Abderrazek Ben Khelifa *

Je soutiens la manifestation du 17 décembre 2025 qui a rassemblé, entre autres, un nombre de marginaux, que certains qualifient de populace ou de racaille… Et qui, en tout cas, s’accordent tous sur le fait qu’ils n’ont rien à perdre. Ils se tiennent généralement aux côtés des autorités et parfois de groupes politiques influents, dans les manifestations exigeant le départ du gouvernement, ou les rassemblements des partis au pouvoir.
En fait, je sais que certains d’entre eux étaient fortement impliqués dans les campagnes électorales d’Ennahda, Nidaa Tounes, Machrouu Tounes, Qalb Tounes et Tahya Tounes, tel cet homme démuni qui se tenait aux côtés de Youssef Chahed et que ce dernier ne voulait même pas regarder.
Sont-ils opportunistes ?! Non… L’opportunisme est une posture calculée, une décision prise par un esprit purement pragmatique qui, comme on dit, «sait où se trouve le pouvoir».
Le carburant au régime
Pour comprendre objectivement cette catégorie, il n’est plus possible de s’appuyer sur les outils analytiques d’Herbert Marcuse, Frantz Fanon, Antonio Gramsci, Michel Foucault et Edward Said, qui ont fait des marginaux une force capable de mener des révolutions.
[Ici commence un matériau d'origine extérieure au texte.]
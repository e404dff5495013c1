//! Little-endian byte and bit-field primitives for meshsensor.
//!
//! This crate provides [`ByteWriter`] and [`ByteReader`] for the little-endian
//! scalar encoding used by mesh access messages, plus [`BitField`] for packing
//! several narrow fields into one 32-bit word.
//!
//! # Design Principles
//!
//! - **No unsafe code** - Safety is paramount.
//! - **Bounded operations** - All reads/writes are bounds-checked against a fixed capacity.
//! - **No domain knowledge** - This crate knows nothing about sensors, opcodes, or models.
//! - **Explicit errors** - All failures return structured errors, never panic.
//!
//! # Example
//!
//! ```
//! use bitstream::{BitField, ByteReader, ByteWriter};
//!
//! const LOW: BitField = BitField::new(0, 12);
//! const HIGH: BitField = BitField::new(12, 12);
//!
//! let word = HIGH.insert(LOW.insert(0, 10), 20);
//!
//! let mut writer = ByteWriter::with_capacity(6);
//! writer.write_le16(0x0056).unwrap();
//! writer.write_le32(word).unwrap();
//! let bytes = writer.finish();
//!
//! let mut reader = ByteReader::new(&bytes);
//! assert_eq!(reader.read_le16().unwrap(), 0x0056);
//! let word = reader.read_le32().unwrap();
//! assert_eq!(LOW.extract(word), 10);
//! assert_eq!(HIGH.extract(word), 20);
//! ```

mod bitfield;
mod error;
mod reader;
mod writer;

pub use bitfield::{BitField, WORD_BITS};
pub use error::{BitError, BitResult};
pub use reader::ByteReader;
pub use writer::ByteWriter;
Parce qu’ils ont étudié les populations marginalisées dans les sociétés occidentales, mais pas sérieusement dans les sociétés autoritaires orientales où ces populations servent de carburant au régime… Ils [ces manifestants, Ndlr] sont maintenant avec Saïed… et en Égypte avec Sissi dont ils attendent monts et merveilles… Le réservoir électoral sous Ben Ali se situait à Kasserine et Sidi Bouzid, le berceau même de la révolution [qui a finalement emporté ce dernier, Ndlr], selon un livre de mon ami le Dr Mouldi Lahmar.
Aujourd’hui, presque tous ceux qui se sont rassemblés devant le théâtre municipal pour soutenir Kais Saïed, et même ceux qui sont plus marginalisés qu’eux, c’est-à-dire le groupe des SDF, je me suis gardé de les moquer ou de les condamner… car je les plains sincèrement et peut-être même que je les comprends dans une certaine mesure… mais je suis presque certain qu’ils portent le germe de la chute du système populiste.
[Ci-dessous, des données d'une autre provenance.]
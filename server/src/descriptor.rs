//! Descriptor Status entry encoding and parsing.
//!
//! Each entry is the 2-byte property ID followed by a 6-byte packed record:
//!
//! ```text
//! byte   0..2    3    4      5        6       7
//!      +------+--------------------+--------+----------+
//!      |  id  |   tolerance word   | period | interval |
//!      +------+--------------------+--------+----------+
//!
//! tolerance word (u32, little-endian):
//!   bits  0..12  tolerance_pos
//!   bits 12..24  tolerance_neg
//!   bits 24..32  sampling_func
//! ```
//!
//! A property that is not in the registry is reported with its ID alone.

use bitstream::{BitField, BitResult, ByteReader, ByteWriter};
use registry::{Descriptor, PropertyId, Sensor};
use wire::{decode_message, Limits};

use crate::error::{CodecError, CodecResult};
use crate::op;

pub const TOLERANCE_POS: BitField = BitField::new(0, 12);
pub const TOLERANCE_NEG: BitField = BitField::new(12, 12);
pub const SAMPLING_FUNC: BitField = BitField::new(24, 8);

/// Size of the packed record following the ID.
pub const PACKED_RECORD_SIZE: usize = 6;

/// Size of a populated entry.
pub const DESCRIPTOR_ENTRY_SIZE: usize = 2 + PACKED_RECORD_SIZE;

/// Size of an unknown-property entry.
pub const MISSING_ENTRY_SIZE: usize = 2;

/// Packs the tolerance and sampling function fields into one word.
///
/// A tolerance wider than 12 bits is refused rather than truncated; only a
/// registry that skipped validation can hold one.
pub fn pack_tolerance_word(descriptor: &Descriptor) -> BitResult<u32> {
    let word = TOLERANCE_POS.checked_insert(0, u32::from(descriptor.tolerance_pos))?;
    let word = TOLERANCE_NEG.checked_insert(word, u32::from(descriptor.tolerance_neg))?;
    SAMPLING_FUNC.checked_insert(word, u32::from(descriptor.sampling_func))
}

/// Splits a tolerance word into `(tolerance_pos, tolerance_neg, sampling_func)`.
#[must_use]
pub const fn unpack_tolerance_word(word: u32) -> (u16, u16, u8) {
    (
        TOLERANCE_POS.extract(word) as u16,
        TOLERANCE_NEG.extract(word) as u16,
        SAMPLING_FUNC.extract(word) as u8,
    )
}

/// Appends the 8-byte entry for `sensor`.
///
/// Nothing is written if the descriptor cannot be packed.
pub fn encode_descriptor_entry(sensor: &Sensor, writer: &mut ByteWriter) -> BitResult<()> {
    let word = pack_tolerance_word(&sensor.descriptor)?;
    writer.write_le16(sensor.id)?;
    writer.write_le32(word)?;
    writer.write_u8(sensor.descriptor.period)?;
    writer.write_u8(sensor.descriptor.interval)
}

/// Appends the 2-byte entry for a property that is not present.
pub fn encode_missing_entry(id: PropertyId, writer: &mut ByteWriter) -> BitResult<()> {
    writer.write_le16(id)
}

/// One parsed Descriptor Status entry.
#[derive(Debug, Clone, Copy, PartialEq, Eq)]
pub enum DescriptorEntry {
    Known { id: PropertyId, descriptor: Descriptor },
    Unknown { id: PropertyId },
}

impl DescriptorEntry {
    #[must_use]
    pub const fn id(&self) -> PropertyId {
        match self {
            Self::Known { id, .. } | Self::Unknown { id } => *id,
        }
    }

    #[must_use]
    pub const fn descriptor(&self) -> Option<&Descriptor> {
        match self {
            Self::Known { descriptor, .. } => Some(descriptor),
            Self::Unknown { .. } => None,
        }
    }

    /// Returns the entry's size on the wire.
    #[must_use]
    pub const fn encoded_len(&self) -> usize {
        match self {
            Self::Known { .. } => DESCRIPTOR_ENTRY_SIZE,
            Self::Unknown { .. } => MISSING_ENTRY_SIZE,
        }
    }
}

/// Parses a Descriptor Status payload.
///
/// Entries are consumed 8 bytes at a time. A final remainder of exactly two
/// bytes is an unknown-property entry; any other remainder is rejected.
pub fn decode_descriptor_status(payload: &[u8]) -> CodecResult<Vec<DescriptorEntry>> {
    let mut reader = ByteReader::new(payload);
    let mut entries = Vec::with_capacity(payload.len() / DESCRIPTOR_ENTRY_SIZE + 1);

    loop {
        let remaining = reader.remaining();
        let truncated = CodecError::Truncated {
            offset: reader.position(),
            remaining,
        };
        match remaining {
            0 => break,
            MISSING_ENTRY_SIZE => {
                let id = reader.read_le16().map_err(|_| truncated)?;
                entries.push(DescriptorEntry::Unknown { id });
            }
            n if n >= DESCRIPTOR_ENTRY_SIZE => {
                let entry = read_known_entry(&mut reader).map_err(|_| truncated)?;
                entries.push(entry);
            }
            _ => return Err(truncated),
        }
    }

    Ok(entries)
}

fn read_known_entry(reader: &mut ByteReader<'_>) -> BitResult<DescriptorEntry> {
    let id = reader.read_le16()?;
    let (tolerance_pos, tolerance_neg, sampling_func) = unpack_tolerance_word(reader.read_le32()?);
    let period = reader.read_u8()?;
    let interval = reader.read_u8()?;
    Ok(DescriptorEntry::Known {
        id,
        descriptor: Descriptor::new(tolerance_pos, tolerance_neg, sampling_func, period, interval),
    })
}

/// Parses a complete Descriptor Status message, opcode included.
pub fn decode_descriptor_status_message(
    buf: &[u8],
    limits: &Limits,
) -> CodecResult<Vec<DescriptorEntry>> {
    let msg = decode_message(buf, limits)?;
    if msg.opcode != op::DESCRIPTOR_STATUS {
        return Err(CodecError::UnexpectedOpcode {
            expected: op::DESCRIPTOR_STATUS,
            found: msg.opcode,
        });
    }
    decode_descriptor_status(msg.payload)
}

#[cfg(test)]
mod tests {
    use super::*;
    use bitstream::BitError;

    fn entry_bytes(sensor: &Sensor) -> Vec<u8> {
        let mut writer = ByteWriter::with_capacity(DESCRIPTOR_ENTRY_SIZE);
        encode_descriptor_entry(sensor, &mut writer).unwrap();
        writer.finish()
    }

    #[test]
    fn fields_tile_the_word() {
        assert!(TOLERANCE_POS.is_valid());
        assert!(TOLERANCE_NEG.is_valid());
        assert!(SAMPLING_FUNC.is_valid());
        assert_eq!(
            TOLERANCE_POS.mask() | TOLERANCE_NEG.mask() << 12 | SAMPLING_FUNC.mask() << 24,
            u32::MAX
        );
    }

    #[test]
    fn packs_reference_entry() {
        let sensor = Sensor::new(0x0056, Descriptor::new(10, 10, 1, 5, 2));
        assert_eq!(
            entry_bytes(&sensor),
            vec![0x56, 0x00, 0x0A, 0xA0, 0x00, 0x01, 0x05, 0x02]
        );
    }

    #[test]
    fn pack_boundaries() {
        let max = Descriptor::new(0x0FFF, 0x0FFF, 0xFF, 0, 0);
        assert_eq!(pack_tolerance_word(&max), Ok(u32::MAX));
        assert_eq!(unpack_tolerance_word(u32::MAX), (0x0FFF, 0x0FFF, 0xFF));

        let zero = Descriptor::default();
        assert_eq!(pack_tolerance_word(&zero), Ok(0));
        assert_eq!(unpack_tolerance_word(0), (0, 0, 0));
    }

    #[test]
    fn pack_fields_do_not_bleed() {
        let pos_only = Descriptor::new(0x0FFF, 0, 0, 0, 0);
        assert_eq!(pack_tolerance_word(&pos_only), Ok(0x0000_0FFF));
        let neg_only = Descriptor::new(0, 0x0FFF, 0, 0, 0);
        assert_eq!(pack_tolerance_word(&neg_only), Ok(0x00FF_F000));
        let func_only = Descriptor::new(0, 0, 0xFF, 0, 0);
        assert_eq!(pack_tolerance_word(&func_only), Ok(0xFF00_0000));
    }

    #[test]
    fn wide_tolerance_is_refused() {
        let desc = Descriptor::new(0, 0x1001, 0, 0, 0);
        assert_eq!(
            pack_tolerance_word(&desc),
            Err(BitError::FieldOverflow {
                field: TOLERANCE_NEG,
                value: 0x1001
            })
        );

        let sensor = Sensor::new(0x0056, desc);
        let mut writer = ByteWriter::with_capacity(DESCRIPTOR_ENTRY_SIZE);
        assert!(encode_descriptor_entry(&sensor, &mut writer).is_err());
        assert!(writer.is_empty());
    }

    #[test]
    fn missing_entry_is_id_only() {
        let mut writer = ByteWriter::with_capacity(MISSING_ENTRY_SIZE);
        encode_missing_entry(0x0099, &mut writer).unwrap();
        assert_eq!(writer.finish(), vec![0x99, 0x00]);
    }

    #[test]
    fn entry_overflow_is_reported() {
        let sensor = Sensor::new(1, Descriptor::default());
        let mut writer = ByteWriter::with_capacity(4);
        assert!(encode_descriptor_entry(&sensor, &mut writer).is_err());
    }

    #[test]
    fn decode_known_and_unknown() {
        let mut payload = vec![0x56, 0x00, 0x0A, 0xA0, 0x00, 0x01, 0x05, 0x02];
        payload.extend_from_slice(&[0x99, 0x00]);

        let entries = decode_descriptor_status(&payload).unwrap();
        assert_eq!(
            entries,
            vec![
                DescriptorEntry::Known {
                    id: 0x0056,
                    descriptor: Descriptor::new(10, 10, 1, 5, 2),
                },
                DescriptorEntry::Unknown { id: 0x0099 },
            ]
        );
        assert_eq!(entries[1].descriptor(), None);
        assert_eq!(entries.iter().map(DescriptorEntry::encoded_len).sum::<usize>(), 10);
    }

    #[test]
    fn decode_empty_payload() {
        assert!(decode_descriptor_status(&[]).unwrap().is_empty());
    }

    #[test]
    fn decode_rejects_partial_entry() {
        let err = decode_descriptor_status(&[0x56, 0x00, 0x0A, 0xA0, 0x00]).unwrap_err();
        assert_eq!(
            err,
            CodecError::Truncated {
                offset: 0,
                remaining: 5
            }
        );

        let mut payload = vec![0; DESCRIPTOR_ENTRY_SIZE];
        payload.push(0x01);
        let err = decode_descriptor_status(&payload).unwrap_err();
        assert_eq!(
            err,
            CodecError::Truncated {
                offset: 8,
                remaining: 1
            }
        );
    }

    #[test]
    fn decode_message_checks_opcode() {
        let limits = Limits::default();
        let entries =
            decode_descriptor_status_message(&[0x51, 0x99, 0x00], &limits).unwrap();
        assert_eq!(entries, vec![DescriptorEntry::Unknown { id: 0x0099 }]);

        let err = decode_descriptor_status_message(&[0x52, 0x99, 0x00], &limits).unwrap_err();
        assert!(matches!(err, CodecError::UnexpectedOpcode { .. }));

        let err = decode_descriptor_status_message(&[], &limits).unwrap_err();
        assert!(matches!(err, CodecError::Wire(_)));
    }
}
Parmi les penseurs les plus éminents qui ont surpassé Marcuse, Fanon et Foucault, et qui ont compris la profondeur de cette catégorie sociale, figure le penseur iranien Asef Bayat, qui a utilisé le concept de «présence politique» au lieu de protestation pour ce groupe qui ne s’exprime pas directement comme les intellectuels et l’élite politique.
Si l’on examine la «présence» de ces personnes devant le théâtre municipal et la manière dont elles ont exprimé leur soutien à Kais Saïed, on remarque qu’elles concluent leurs slogans et leurs déclarations par «Nous sommes avec Kaisoun», puis formulent une demande personnelle, comme l’amélioration de leurs conditions de vie et l’obtention d’aides sociales. Et c’est là le nœud du problème… Ils «protestent» contre les autorités d’une manière «plus insidieuse» que les politiciens eux-mêmes. Ils mettent ceux-là même qu’ils soutiennent à l’épreuve. Et je ne serais pas surpris de voir ces mêmes personnes à l’avant-garde de la lutte pour renverser le régime à l’avenir.
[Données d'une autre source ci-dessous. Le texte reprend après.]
//! Failures raised by the byte reader, byte writer, and bit-fields.

use std::fmt;

use crate::bitfield::BitField;

pub type BitResult<T> = Result<T, BitError>;

/// A primitive read or write that could not be completed.
///
/// Every failing operation leaves its reader, writer, or word untouched.
#[derive(Debug, Clone, PartialEq, Eq)]
pub enum BitError {
    /// A read wanted `requested` bytes with only `available` left.
    EndOfBuffer { requested: usize, available: usize },

    /// A write would grow the buffer to `attempted` bytes, past `capacity`.
    BufferOverflow { attempted: usize, capacity: usize },

    /// `value` does not fit in `field`, or `field` overruns the 32-bit word.
    FieldOverflow { field: BitField, value: u32 },
}

impl BitError {
    /// Returns `true` for failures caused by a buffer bound rather than by
    /// the value being packed.
    #[must_use]
    pub const fn is_buffer_bound(&self) -> bool {
        matches!(self, Self::EndOfBuffer { .. } | Self::BufferOverflow { .. })
    }
}

impl fmt::Display for BitError {
    fn fmt(&self, f: &mut fmt::Formatter<'_>) -> fmt::Result {
        match self {
            Self::EndOfBuffer {
                requested,
                available,
            } => write!(f, "short read: wanted {requested} bytes, {available} left"),
            Self::BufferOverflow {
                attempted,
                capacity,
            } => write!(f, "short buffer: {attempted} bytes needed, capacity {capacity}"),
            Self::FieldOverflow { field, value } => write!(
                f,
                "0x{value:X} overflows the {}-bit field at bit {}",
                field.width(),
                field.shift()
            ),
        }
    }
}

impl std::error::Error for BitError {}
Je n’ai pas vu dans l’histoire de véritable révolution qui ait réussi sans cette «populace» depuis l’assassinat du calife Othman ibn Affan, qui reçut le dernier coup de couteau fatal de Sudan Ibn Hamran (un soldat des conquêtes venu d’Égypte), et Kinanah Al-Tujaybi, qui figuraient parmi les marginaux que le calife utilisa dans les «conquêtes» sans compensation tout en prodiguant ses largesses aux proches d’Othman.
Ces «voyous» furent les premiers à brûler des pneus lors de la révolution du 17 décembre. Bouazizi n’en faisait-il pas partie ?
Asef Bayat affirme que ces gens ne pratiquent pas la politique comme les politiciens, mais se livrent plutôt à des manifestations pacifiques. Leur but n’est ni la liberté ni la démocratie, mais la simple survie. Nombre d’entre eux travaillent sans doute dans des secteurs précaires et illégaux : commerce informel, construction anarchique, et vol d’électricité.
Une dénonciation de l’État
Leur pitoyable apparition devant le théâtre est une dénonciation de l’État. L’image de cet homme en haillons, se vautrant par terre, hantera à jamais ce régime et l’élite en général. Nul doute que cet homme est rentré les mains vides dans son bidonville, sans le moindre gain pour calmer sa faim. Parce que les autorités sont incapables de le récompenser en raison de leur incapacité manifeste à mettre en œuvre des politiques sociales qui l’intègrent au cycle économique…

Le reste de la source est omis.